Among the pharmacogenes studied in recent years by Zhang and Weinshilboum are SLCO1B1, which encodes a protein that can impact uptake of drugs such as statins and certain oral antidiabetic agents (Drug Metabolism and Disposition, DOI: 10.1124/dmd.120.000264). The pair have also used deep mutational scanning to identify severely damaging variants in the CYP2C9 and CYP2C19 genes that could result in decreased drug metabolism (Clinical and Translational Science, DOI: 10.1111/cts.12758).
“When it became clear that the virus responsible for COVID-19 has to attach to a cell and internalize, and that these two proteins [ACE2 and TMPRESS2] play a critical role in that process... Dr.
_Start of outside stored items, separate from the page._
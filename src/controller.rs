//! Dictation Controller: the fused state machine tying hotkey events to capture →
//! transcribe → inject (spec.md §4.9). Generalizes the teacher's `state.rs` `State`
//! enum (`Idle`/`Recording{..}`/`Transcribing{..}`/`Outputting{..}`) and
//! `daemon.rs::run()`'s `tokio::select!` loop, trimmed of eager-chunk transcription,
//! output-mode/profile overrides, and meeting-mode branches — none of which survive
//! in SPEC_FULL.md.

use crate::audio::capture::AudioCapture;
use crate::audio::preprocess;
use crate::credentials::CredentialStore;
use crate::error::{InjectError, TranscribeError};
use crate::hotkey::HotkeyEvent;
use crate::inject::TextInjector;
use crate::log::EventLog;
use crate::settings::{Backend as SettingsBackend, HotkeyMode, Settings, SettingsStore};
use crate::transcribe::build_prompt;
use crate::transcribe::router::{BackendChoice, ModelFamily, RouterConfig, TranscriptionRouter};
use serde_json::{json, Map, Value};
use std::path::PathBuf;
use std::sync::Arc;
use std::time::{Duration, Instant};
use tokio::sync::mpsc;

/// Push-to-talk key-ups shorter than this are deferred, not cancelled (spec.md §4.9).
const MIN_HOLD: Duration = Duration::from_millis(300);

/// OpenAI-compatible default; the spec's User Settings table (§3) has no
/// `remote_endpoint` key, so the endpoint is a fixed constant rather than a user
/// preference (DESIGN.md Open Question decision).
const DEFAULT_REMOTE_ENDPOINT: &str = "https://api.openai.com/v1/audio/transcriptions";
const REMOTE_TIMEOUT: Duration = Duration::from_secs(60);
const PREVIOUS_CONTEXT_TAIL_CHARS: usize = 200;

#[derive(Debug, Clone, PartialEq, Eq)]
pub enum State {
    Idle,
    Recording,
    Transcribing,
    Error(String),
}

impl State {
    pub fn is_idle(&self) -> bool {
        matches!(self, State::Idle)
    }

    pub fn is_recording(&self) -> bool {
        matches!(self, State::Recording)
    }
}

impl Default for State {
    fn default() -> Self {
        State::Idle
    }
}

/// Owns every subsystem the controller drives directly. The App Shell constructs one
/// of these and hands it the hotkey receiver; everything else is internal.
pub struct Controller {
    settings: Arc<SettingsStore>,
    audio: Box<dyn AudioCapture>,
    router: Arc<TranscriptionRouter>,
    injector: Option<TextInjector>,
    credentials: CredentialStore,
    log: EventLog,
    models_dir: PathBuf,
    state: State,
    recording_started_at: Option<Instant>,
    previous_context: Option<String>,
    /// Preserved after a terminal Error for at least one subsequent interaction
    /// (spec.md §7 "User-visible failure behavior").
    last_error: Option<String>,
}

impl Controller {
    pub fn new(
        settings: Arc<SettingsStore>,
        audio: Box<dyn AudioCapture>,
        router: Arc<TranscriptionRouter>,
        injector: Option<TextInjector>,
        credentials: CredentialStore,
        log: EventLog,
        models_dir: PathBuf,
    ) -> Self {
        Self {
            settings,
            audio,
            router,
            injector,
            credentials,
            log,
            models_dir,
            state: State::Idle,
            recording_started_at: None,
            previous_context: None,
            last_error: None,
        }
    }

    pub fn state(&self) -> &State {
        &self.state
    }

    pub fn last_error(&self) -> Option<&str> {
        self.last_error.as_deref()
    }

    /// Drains `hotkey_rx` until the channel closes (hotkey engine torn down on
    /// shutdown). This is the controller's entire public surface for driving state;
    /// everything else happens as a side effect of hotkey events.
    pub async fn run(&mut self, mut hotkey_rx: mpsc::Receiver<HotkeyEvent>) {
        while let Some(event) = hotkey_rx.recv().await {
            self.handle_hotkey_event(event).await;
        }
    }

    /// Entry point for an App Shell driving its own `tokio::select!` loop (e.g. one
    /// that also watches for settings-driven hotkey rebinds and shutdown signals)
    /// rather than handing the controller a single fixed receiver via [`Controller::run`].
    pub async fn handle_event(&mut self, event: HotkeyEvent) {
        self.handle_hotkey_event(event).await;
    }

    async fn handle_hotkey_event(&mut self, event: HotkeyEvent) {
        let mode = self.settings.get().hotkey_mode;
        match (event, mode) {
            (HotkeyEvent::Pressed, HotkeyMode::PushToTalk) => {
                if self.state.is_idle() {
                    self.start_recording().await;
                }
            }
            (HotkeyEvent::Released, HotkeyMode::PushToTalk) => {
                if self.state.is_recording() {
                    self.defer_for_minimum_hold().await;
                    self.stop_and_transcribe().await;
                }
            }
            (HotkeyEvent::Pressed, HotkeyMode::Toggle) => {
                if self.state.is_idle() {
                    self.start_recording().await;
                } else if self.state.is_recording() {
                    self.stop_and_transcribe().await;
                }
                // Transcribing/Error: a second toggle press is ignored (spec.md §5).
            }
            (HotkeyEvent::Released, HotkeyMode::Toggle) => {
                // Toggle mode has no release semantics.
            }
            (HotkeyEvent::ModifierOnlyCanceled, _) => {
                // A candidate modifier-only hold was interrupted before release — not a
                // deliberate activation (spec.md §4.4); nothing was ever started.
            }
        }
    }

    /// If less than 300 ms elapsed since key-down, sleeps out the remainder before the
    /// caller proceeds to stop. There is no cancellation path for this deferral — a
    /// subsequent key-down cannot interrupt it (spec.md §4.9 "Minimum hold").
    async fn defer_for_minimum_hold(&self) {
        if let Some(started) = self.recording_started_at {
            let elapsed = started.elapsed();
            if elapsed < MIN_HOLD {
                tokio::time::sleep(MIN_HOLD - elapsed).await;
            }
        }
    }

    async fn start_recording(&mut self) {
        self.audio.clear_retained();
        if let Err(e) = self.audio.start().await {
            self.log.warn(
                "Audio",
                "start_failed",
                fields(&[("error", json!(e.to_string()))]),
            );
            self.enter_error(format!("microphone error: {e}"));
            return;
        }
        self.recording_started_at = Some(Instant::now());
        self.log.begin_dictation_session();
        self.state = State::Recording;
        self.log.info("Dictation", "recording_started", Map::new());
    }

    async fn stop_and_transcribe(&mut self) {
        let recording_ms = self
            .recording_started_at
            .take()
            .map(|t| t.elapsed().as_millis() as u64)
            .unwrap_or(0);
        let samples = self.audio.stop().await;
        self.state = State::Transcribing;
        self.log.debug(
            "Dictation",
            "transcribing",
            fields(&[("samples", json!(samples.len()))]),
        );
        self.run_transcription(samples, recording_ms).await;
    }

    /// Runs preprocessing, the empty-transcript short-circuit, and dispatch to the
    /// router (spec.md §4.9 "Preprocessing"/"Retry"/"Injection"/"Logging").
    async fn run_transcription(&mut self, samples: Vec<f32>, recording_ms: u64) {
        let trimmed = preprocess::preprocess(&samples, crate::audio::SAMPLE_RATE);
        if trimmed.is_empty() {
            self.log
                .info("Transcription", "empty_after_preprocessing", Map::new());
            self.audio.clear_retained();
            self.finish_success(String::new(), recording_ms, 0, samples.len())
                .await;
            return;
        }

        let settings = self.settings.get();
        let config = self.build_router_config(&settings);
        let prompt = build_prompt(&[], self.previous_context.as_deref());

        let started = Instant::now();
        let mut outcome = self
            .router
            .transcribe(&config, &trimmed, &settings.language, prompt.as_deref())
            .await;

        // spec.md §7: "ModelNotLoaded/BackendBusy: router retries warm-up once; on
        // second failure, surfaces Error." The router itself only warms up on a
        // backend switch, so the controller supplies the one extra attempt here.
        if let Err(TranscribeError::ModelNotLoaded) = &outcome {
            self.log
                .warn("Transcription", "model_not_loaded_retry", Map::new());
            outcome = self
                .router
                .transcribe(&config, &trimmed, &settings.language, prompt.as_deref())
                .await;
        }

        let transcription_ms = started.elapsed().as_millis() as u64;

        match outcome {
            Ok(result) => {
                self.audio.clear_retained();
                self.finish_success(result.text, recording_ms, transcription_ms, trimmed.len())
                    .await;
            }
            Err(e) => {
                self.finish_failure(e, recording_ms, transcription_ms, trimmed.len())
                    .await;
            }
        }
    }

    /// Exposed so the App Shell (or a future UI surface) can retry a failed dictation
    /// without asking the user to redictate. Re-runs preprocessing and dispatch on the
    /// Retained Utterance — the audio buffer itself is untouched by a failed attempt.
    pub async fn retry_last_transcription(&mut self) {
        let Some(samples) = self.audio.retained() else {
            self.log
                .debug("Transcription", "retry_with_no_retained_utterance", Map::new());
            return;
        };
        self.state = State::Transcribing;
        self.run_transcription(samples, 0).await;
    }

    async fn finish_success(
        &mut self,
        text: String,
        recording_ms: u64,
        transcription_ms: u64,
        samples: usize,
    ) {
        let settings = self.settings.get();
        let result_chars = text.chars().count();

        if !text.is_empty() {
            self.previous_context = Some(tail_chars(&text, PREVIOUS_CONTEXT_TAIL_CHARS));
            self.inject_or_clipboard(&text, &settings).await;
        }

        self.log.info(
            "Dictation",
            "dictation_complete",
            fields(&[
                ("recording_ms", json!(recording_ms)),
                ("transcription_ms", json!(transcription_ms)),
                ("samples", json!(samples)),
                ("backend", json!(backend_label(&settings))),
                ("language", json!(settings.language)),
                ("result_chars", json!(result_chars)),
                ("success", json!(true)),
            ]),
        );
        self.last_error = None;
        self.state = State::Idle;
        self.log.end_dictation_session();
    }

    async fn finish_failure(
        &mut self,
        error: TranscribeError,
        recording_ms: u64,
        transcription_ms: u64,
        samples: usize,
    ) {
        let settings = self.settings.get();
        let (keep_retained, message) = classify(&error);
        if !keep_retained {
            self.audio.clear_retained();
        }

        self.log.error(
            "Transcription",
            "failed",
            fields(&[
                ("recording_ms", json!(recording_ms)),
                ("transcription_ms", json!(transcription_ms)),
                ("samples", json!(samples)),
                ("backend", json!(backend_label(&settings))),
                ("language", json!(settings.language)),
                ("error", json!(message)),
                ("success", json!(false)),
            ]),
        );

        // §7's propagation policy: state = Error(msg) briefly, then Idle. The message
        // itself survives in `last_error` for the caller to surface afterward.
        self.state = State::Error(message.clone());
        self.last_error = Some(message);
        self.state = State::Idle;
        self.log.end_dictation_session();
    }

    /// spec.md §4.9 "Injection": auto_paste routes through the Text Injector;
    /// PermissionDenied is a non-fatal warning that leaves the transcript on the
    /// clipboard (the injector's own contract always restores the prior clipboard on
    /// every exit path, including permission failure, so the controller re-writes it
    /// here to honor this higher-level policy). auto_paste=false just writes the
    /// clipboard with no restore.
    async fn inject_or_clipboard(&self, text: &str, settings: &Settings) {
        if settings.auto_paste {
            if let Some(injector) = &self.injector {
                match injector.paste(text).await {
                    Ok(()) => return,
                    Err(InjectError::PermissionDenied) => {
                        self.log.warn(
                            "Injection",
                            "permission_missing",
                            Map::new(),
                        );
                    }
                    Err(e) => {
                        self.log.warn(
                            "Injection",
                            "failed",
                            fields(&[("error", json!(e.to_string()))]),
                        );
                    }
                }
            }
        }
        self.write_clipboard_best_effort(text);
    }

    fn write_clipboard_best_effort(&self, text: &str) {
        match arboard::Clipboard::new() {
            Ok(mut clipboard) => {
                if let Err(e) = clipboard.set_text(text.to_string()) {
                    self.log.warn(
                        "Injection",
                        "clipboard_write_failed",
                        fields(&[("error", json!(e.to_string()))]),
                    );
                }
            }
            Err(e) => {
                self.log.warn(
                    "Injection",
                    "clipboard_unavailable",
                    fields(&[("error", json!(e.to_string()))]),
                );
            }
        }
    }

    fn enter_error(&mut self, message: String) {
        self.state = State::Error(message.clone());
        self.last_error = Some(message);
        self.state = State::Idle;
    }

    /// Model family selection is a model-catalog concern out of scope per spec.md
    /// §1/§6; the heuristic from `transcribe::router`'s own doc comment (generic
    /// models run accelerated, language-specialized models for a non-default language
    /// run portable) is applied here using the language setting as the only signal
    /// available to the controller.
    fn build_router_config(&self, settings: &Settings) -> RouterConfig {
        let model_family = if settings.language == "en" || settings.language == "auto" {
            ModelFamily::Accelerated
        } else {
            ModelFamily::Portable
        };
        let backend = match settings.backend {
            SettingsBackend::Local => BackendChoice::Local,
            SettingsBackend::Remote => BackendChoice::Remote,
        };
        let remote_api_key = self.credentials.load().ok().flatten();

        RouterConfig {
            backend,
            model_family,
            local_model_path: self.models_dir.join(format!("{}.bin", settings.model)),
            remote_endpoint: DEFAULT_REMOTE_ENDPOINT.to_string(),
            remote_model: settings.model.clone(),
            remote_api_key,
            remote_timeout: REMOTE_TIMEOUT,
        }
    }
}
Zhang and I decided to go back and look at the less frequent variants and variants of uncertain significance in the open reading frames of these genes and functionally characterize them,” Weinshilboum says.
Deep mutational scanning was used to study the functional implications of 433 missense variants of the two genes by analyzing abundance of the encoded protein. For ACE2, Zhang reports, the technique identified eight of 127 variants that displaced less than 25% of the wild-type protein expression. For TMPRESS2, 19 of the 157 isoform 1 variants and 13 of 149 isoform 2 variants did so. Four ACE2 variants displayed a 25% or greater elevation of protein expression.
Zhang used color coding to map the relative stability of the protein variants expressed by the engineered cells. Billions of data points were analyzed using a series of technologies, including cell sorting, modern genomics, high throughput DNA sequencing, and a computer algorithm.
The methodology could be implemented to study many additional genes involved in COVID-19 beyond ACE2 and TMPRSS2, says Zhang. Her hope is that “scientists and clinicians across the world... use this information to help their patients.”
An international consortium with sequencing and clinical data on many patients is expected to “very quickly” test the resulting hypothesis that host cell variations are risk factors for COVID-19 infection and disease severity as well as response to therapy, says Weinshilboum. “Common variants are relatively easy to deal with and important whether they inactivate a protein or give you more of it than most people have.”
If it proves valuable to look at the host and not just the sequence of the constantly mutating virus, the Mayo Clinic will be among the first to put that approach into real-world practice, Weinshilboum says. “We went out of our way to be sure that the variants of uncertain significance we were dealing with were not just from European patients,” he also notes.
The study tapped exome sequence data for 70,000 subjects contained in the Genome Aggregation Database (gnomAD), 30,000 of which were from minority populations, says Weinshilboum. These were predominantly African American and Hispanic individuals, as data on large numbers of East Asians is not yet publicly available.
Forthcoming outcomes studies using the newfound information about the ACE2 and TMPRESS2 genetic variants might reveal who is at unique risk for COVID-19 and should therefore take special precautions (e.g., more frequent vaccination) and receive immunomodulating drugs if they become infected, he says. The focus would initially be on adults but could also rapidly shift to the pediatric side.